▸ **Exercise prompt**
Please show every line in the entries below that includes the word "Returns".

Top of Data

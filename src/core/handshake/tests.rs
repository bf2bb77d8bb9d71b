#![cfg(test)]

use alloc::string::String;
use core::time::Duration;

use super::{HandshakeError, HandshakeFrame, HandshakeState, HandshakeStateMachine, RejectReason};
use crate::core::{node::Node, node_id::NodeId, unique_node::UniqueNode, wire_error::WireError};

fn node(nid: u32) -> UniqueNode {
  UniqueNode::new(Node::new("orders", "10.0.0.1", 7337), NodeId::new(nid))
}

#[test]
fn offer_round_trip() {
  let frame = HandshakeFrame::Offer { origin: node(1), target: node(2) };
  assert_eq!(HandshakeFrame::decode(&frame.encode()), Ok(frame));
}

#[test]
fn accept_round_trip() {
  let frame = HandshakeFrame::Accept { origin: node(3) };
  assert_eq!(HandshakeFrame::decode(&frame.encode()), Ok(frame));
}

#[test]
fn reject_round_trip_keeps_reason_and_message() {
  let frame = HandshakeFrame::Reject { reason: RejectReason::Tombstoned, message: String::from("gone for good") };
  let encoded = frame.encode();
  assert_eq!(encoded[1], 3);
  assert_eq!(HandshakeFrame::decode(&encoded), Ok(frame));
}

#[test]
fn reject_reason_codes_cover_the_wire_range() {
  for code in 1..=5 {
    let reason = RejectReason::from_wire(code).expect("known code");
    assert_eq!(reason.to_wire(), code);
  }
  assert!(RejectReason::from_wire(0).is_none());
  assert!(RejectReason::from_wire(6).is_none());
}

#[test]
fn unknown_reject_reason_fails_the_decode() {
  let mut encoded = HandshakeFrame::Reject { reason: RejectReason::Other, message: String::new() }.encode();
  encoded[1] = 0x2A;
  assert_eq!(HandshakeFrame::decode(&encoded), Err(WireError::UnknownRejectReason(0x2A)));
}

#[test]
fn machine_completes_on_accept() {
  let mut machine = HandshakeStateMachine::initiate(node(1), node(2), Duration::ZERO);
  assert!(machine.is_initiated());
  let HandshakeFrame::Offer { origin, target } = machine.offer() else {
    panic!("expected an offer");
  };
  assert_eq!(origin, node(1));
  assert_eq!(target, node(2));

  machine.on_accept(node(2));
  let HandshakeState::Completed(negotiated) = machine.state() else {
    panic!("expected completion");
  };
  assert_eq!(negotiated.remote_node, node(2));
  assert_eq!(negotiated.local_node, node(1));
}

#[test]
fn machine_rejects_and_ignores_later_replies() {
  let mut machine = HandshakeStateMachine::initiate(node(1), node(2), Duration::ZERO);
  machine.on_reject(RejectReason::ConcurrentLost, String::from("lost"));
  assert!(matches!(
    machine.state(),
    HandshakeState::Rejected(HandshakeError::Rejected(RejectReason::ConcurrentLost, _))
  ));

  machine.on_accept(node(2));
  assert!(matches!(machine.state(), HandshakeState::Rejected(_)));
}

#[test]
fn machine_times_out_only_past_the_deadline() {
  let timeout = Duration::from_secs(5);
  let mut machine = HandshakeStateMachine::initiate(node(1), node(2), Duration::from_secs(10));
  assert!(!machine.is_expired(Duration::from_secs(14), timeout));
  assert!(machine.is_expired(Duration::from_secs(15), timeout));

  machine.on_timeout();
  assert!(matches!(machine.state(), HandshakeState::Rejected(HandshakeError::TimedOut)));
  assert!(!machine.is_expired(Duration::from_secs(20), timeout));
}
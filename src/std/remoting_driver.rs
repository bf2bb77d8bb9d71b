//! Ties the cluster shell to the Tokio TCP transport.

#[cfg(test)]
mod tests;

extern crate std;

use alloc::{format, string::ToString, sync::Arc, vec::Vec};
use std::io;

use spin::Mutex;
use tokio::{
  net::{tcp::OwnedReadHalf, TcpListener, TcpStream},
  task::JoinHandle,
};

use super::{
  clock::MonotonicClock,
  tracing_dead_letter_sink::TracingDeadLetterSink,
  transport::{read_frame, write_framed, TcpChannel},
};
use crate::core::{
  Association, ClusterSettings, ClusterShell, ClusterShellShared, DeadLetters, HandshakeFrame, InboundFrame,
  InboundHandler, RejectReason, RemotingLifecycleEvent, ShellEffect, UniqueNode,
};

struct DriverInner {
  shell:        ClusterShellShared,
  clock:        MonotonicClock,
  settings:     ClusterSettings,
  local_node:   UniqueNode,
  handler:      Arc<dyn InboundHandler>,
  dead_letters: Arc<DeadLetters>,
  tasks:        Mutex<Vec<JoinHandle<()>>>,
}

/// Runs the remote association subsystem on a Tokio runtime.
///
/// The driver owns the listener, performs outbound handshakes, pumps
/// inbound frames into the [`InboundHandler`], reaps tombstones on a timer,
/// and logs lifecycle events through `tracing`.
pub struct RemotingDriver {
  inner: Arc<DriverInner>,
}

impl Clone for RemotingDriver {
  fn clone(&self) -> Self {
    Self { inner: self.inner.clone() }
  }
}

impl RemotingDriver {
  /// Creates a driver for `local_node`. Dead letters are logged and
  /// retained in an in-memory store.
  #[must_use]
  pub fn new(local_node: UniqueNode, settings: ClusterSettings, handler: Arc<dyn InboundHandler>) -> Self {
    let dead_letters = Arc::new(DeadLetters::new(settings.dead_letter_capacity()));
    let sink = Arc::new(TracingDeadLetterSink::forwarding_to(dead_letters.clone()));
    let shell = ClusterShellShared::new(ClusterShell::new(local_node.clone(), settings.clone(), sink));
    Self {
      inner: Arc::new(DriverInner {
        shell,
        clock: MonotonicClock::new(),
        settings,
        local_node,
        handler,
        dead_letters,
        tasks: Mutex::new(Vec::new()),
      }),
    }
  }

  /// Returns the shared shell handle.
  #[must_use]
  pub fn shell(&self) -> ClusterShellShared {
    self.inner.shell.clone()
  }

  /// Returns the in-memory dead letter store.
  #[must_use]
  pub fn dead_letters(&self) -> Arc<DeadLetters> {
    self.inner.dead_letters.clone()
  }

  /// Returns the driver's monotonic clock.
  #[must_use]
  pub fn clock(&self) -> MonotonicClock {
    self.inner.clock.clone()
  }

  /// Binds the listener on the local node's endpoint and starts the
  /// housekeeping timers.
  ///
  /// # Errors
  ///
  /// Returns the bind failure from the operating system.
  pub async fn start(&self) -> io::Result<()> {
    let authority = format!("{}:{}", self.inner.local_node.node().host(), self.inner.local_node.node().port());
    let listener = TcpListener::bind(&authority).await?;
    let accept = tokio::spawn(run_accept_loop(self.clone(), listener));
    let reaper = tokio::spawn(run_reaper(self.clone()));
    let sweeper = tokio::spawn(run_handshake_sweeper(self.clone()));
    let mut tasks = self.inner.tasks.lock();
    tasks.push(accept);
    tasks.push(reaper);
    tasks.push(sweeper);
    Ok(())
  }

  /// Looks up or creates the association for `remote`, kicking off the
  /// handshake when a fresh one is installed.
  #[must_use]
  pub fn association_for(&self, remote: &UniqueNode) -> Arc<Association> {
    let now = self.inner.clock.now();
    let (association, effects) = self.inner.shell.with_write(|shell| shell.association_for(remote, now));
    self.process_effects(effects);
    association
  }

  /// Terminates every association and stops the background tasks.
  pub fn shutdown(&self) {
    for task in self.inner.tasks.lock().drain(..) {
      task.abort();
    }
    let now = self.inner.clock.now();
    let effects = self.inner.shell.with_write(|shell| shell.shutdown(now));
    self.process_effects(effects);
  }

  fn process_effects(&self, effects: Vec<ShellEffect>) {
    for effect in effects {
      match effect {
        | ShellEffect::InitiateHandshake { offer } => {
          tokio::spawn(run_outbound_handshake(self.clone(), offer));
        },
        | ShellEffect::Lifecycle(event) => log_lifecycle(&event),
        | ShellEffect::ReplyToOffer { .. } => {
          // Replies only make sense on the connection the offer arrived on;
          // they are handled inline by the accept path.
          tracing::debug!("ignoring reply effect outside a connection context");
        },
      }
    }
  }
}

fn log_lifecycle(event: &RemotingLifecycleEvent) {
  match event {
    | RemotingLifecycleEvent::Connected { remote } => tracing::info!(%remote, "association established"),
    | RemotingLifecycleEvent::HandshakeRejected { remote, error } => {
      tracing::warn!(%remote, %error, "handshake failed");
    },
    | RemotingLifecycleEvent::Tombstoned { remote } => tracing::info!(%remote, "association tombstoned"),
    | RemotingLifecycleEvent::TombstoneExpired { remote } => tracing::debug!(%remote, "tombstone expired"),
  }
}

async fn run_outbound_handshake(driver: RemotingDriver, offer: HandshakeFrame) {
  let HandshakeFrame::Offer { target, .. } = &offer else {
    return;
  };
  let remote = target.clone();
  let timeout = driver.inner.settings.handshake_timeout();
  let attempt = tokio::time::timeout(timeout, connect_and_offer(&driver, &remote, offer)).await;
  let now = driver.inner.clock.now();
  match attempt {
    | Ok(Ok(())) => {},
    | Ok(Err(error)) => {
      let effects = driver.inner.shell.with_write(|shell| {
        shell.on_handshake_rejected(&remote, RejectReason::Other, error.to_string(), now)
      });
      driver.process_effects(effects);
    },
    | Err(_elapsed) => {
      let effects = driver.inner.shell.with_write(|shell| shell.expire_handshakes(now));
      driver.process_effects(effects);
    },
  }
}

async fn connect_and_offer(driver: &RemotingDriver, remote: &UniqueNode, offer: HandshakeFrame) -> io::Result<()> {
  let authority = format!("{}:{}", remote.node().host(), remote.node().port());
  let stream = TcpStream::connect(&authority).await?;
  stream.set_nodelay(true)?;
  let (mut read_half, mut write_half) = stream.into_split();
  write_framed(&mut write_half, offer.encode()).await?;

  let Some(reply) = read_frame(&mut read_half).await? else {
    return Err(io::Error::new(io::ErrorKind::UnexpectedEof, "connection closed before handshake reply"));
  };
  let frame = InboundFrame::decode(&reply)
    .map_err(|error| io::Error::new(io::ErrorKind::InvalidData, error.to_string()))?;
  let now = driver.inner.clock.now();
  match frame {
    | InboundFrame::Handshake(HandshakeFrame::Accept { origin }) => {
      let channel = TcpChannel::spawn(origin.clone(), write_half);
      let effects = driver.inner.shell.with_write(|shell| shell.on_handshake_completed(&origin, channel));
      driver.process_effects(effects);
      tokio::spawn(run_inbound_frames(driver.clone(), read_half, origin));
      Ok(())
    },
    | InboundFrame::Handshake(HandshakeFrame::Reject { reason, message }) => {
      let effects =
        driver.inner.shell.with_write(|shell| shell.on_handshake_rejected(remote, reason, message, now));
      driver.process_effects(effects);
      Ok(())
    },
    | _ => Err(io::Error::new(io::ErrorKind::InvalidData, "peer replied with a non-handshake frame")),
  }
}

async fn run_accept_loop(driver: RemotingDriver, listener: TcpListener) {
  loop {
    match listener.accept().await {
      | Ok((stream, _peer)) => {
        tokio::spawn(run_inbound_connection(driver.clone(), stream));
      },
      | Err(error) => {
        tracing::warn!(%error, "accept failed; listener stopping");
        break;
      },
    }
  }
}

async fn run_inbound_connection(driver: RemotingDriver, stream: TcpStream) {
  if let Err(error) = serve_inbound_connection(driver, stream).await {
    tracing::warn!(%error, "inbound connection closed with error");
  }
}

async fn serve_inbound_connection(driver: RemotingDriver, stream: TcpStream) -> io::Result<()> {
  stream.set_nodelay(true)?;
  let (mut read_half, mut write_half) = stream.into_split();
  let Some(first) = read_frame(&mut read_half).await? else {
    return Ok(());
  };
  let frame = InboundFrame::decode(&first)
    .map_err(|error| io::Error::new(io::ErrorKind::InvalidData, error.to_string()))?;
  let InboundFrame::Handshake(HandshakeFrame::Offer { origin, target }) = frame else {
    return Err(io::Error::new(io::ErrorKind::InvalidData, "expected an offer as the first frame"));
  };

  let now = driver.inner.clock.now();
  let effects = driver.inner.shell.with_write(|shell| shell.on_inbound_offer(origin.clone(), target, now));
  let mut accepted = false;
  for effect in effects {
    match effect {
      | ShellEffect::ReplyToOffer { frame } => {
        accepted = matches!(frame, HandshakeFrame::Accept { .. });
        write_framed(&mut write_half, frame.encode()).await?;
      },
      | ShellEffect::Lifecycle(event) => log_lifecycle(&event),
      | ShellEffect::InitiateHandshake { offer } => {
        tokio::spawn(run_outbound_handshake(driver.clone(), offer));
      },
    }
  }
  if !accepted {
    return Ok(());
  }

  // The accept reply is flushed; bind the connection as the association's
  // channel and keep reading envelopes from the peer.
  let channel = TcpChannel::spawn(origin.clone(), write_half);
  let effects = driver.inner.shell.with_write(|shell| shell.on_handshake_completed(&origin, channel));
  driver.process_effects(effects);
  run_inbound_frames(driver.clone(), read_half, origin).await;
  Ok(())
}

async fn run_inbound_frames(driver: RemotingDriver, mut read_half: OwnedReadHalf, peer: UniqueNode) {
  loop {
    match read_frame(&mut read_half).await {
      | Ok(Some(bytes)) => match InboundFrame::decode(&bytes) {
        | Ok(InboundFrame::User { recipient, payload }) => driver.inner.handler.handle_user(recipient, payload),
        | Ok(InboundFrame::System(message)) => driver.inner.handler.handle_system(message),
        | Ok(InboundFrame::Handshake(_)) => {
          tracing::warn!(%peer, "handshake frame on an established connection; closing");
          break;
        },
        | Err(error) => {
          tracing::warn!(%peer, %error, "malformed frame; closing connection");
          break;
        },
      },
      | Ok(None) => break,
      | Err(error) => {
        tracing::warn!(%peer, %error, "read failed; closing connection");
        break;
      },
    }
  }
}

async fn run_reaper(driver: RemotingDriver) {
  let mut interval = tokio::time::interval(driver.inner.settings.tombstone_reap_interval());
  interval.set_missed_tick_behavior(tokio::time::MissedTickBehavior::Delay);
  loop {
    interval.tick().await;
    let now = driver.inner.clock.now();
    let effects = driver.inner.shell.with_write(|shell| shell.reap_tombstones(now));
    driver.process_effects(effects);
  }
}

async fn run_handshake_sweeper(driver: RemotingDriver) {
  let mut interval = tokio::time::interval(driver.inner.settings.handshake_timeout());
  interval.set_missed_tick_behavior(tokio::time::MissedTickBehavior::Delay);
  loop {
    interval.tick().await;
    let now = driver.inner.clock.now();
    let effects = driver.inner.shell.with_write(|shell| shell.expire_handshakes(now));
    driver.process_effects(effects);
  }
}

Bottom of Data

▸ **Exercise solution**
  /// Returns the shared shell handle.
  /// Returns the in-memory dead letter store.
  /// Returns the driver's monotonic clock.
  /// Returns the bind failure from the operating system.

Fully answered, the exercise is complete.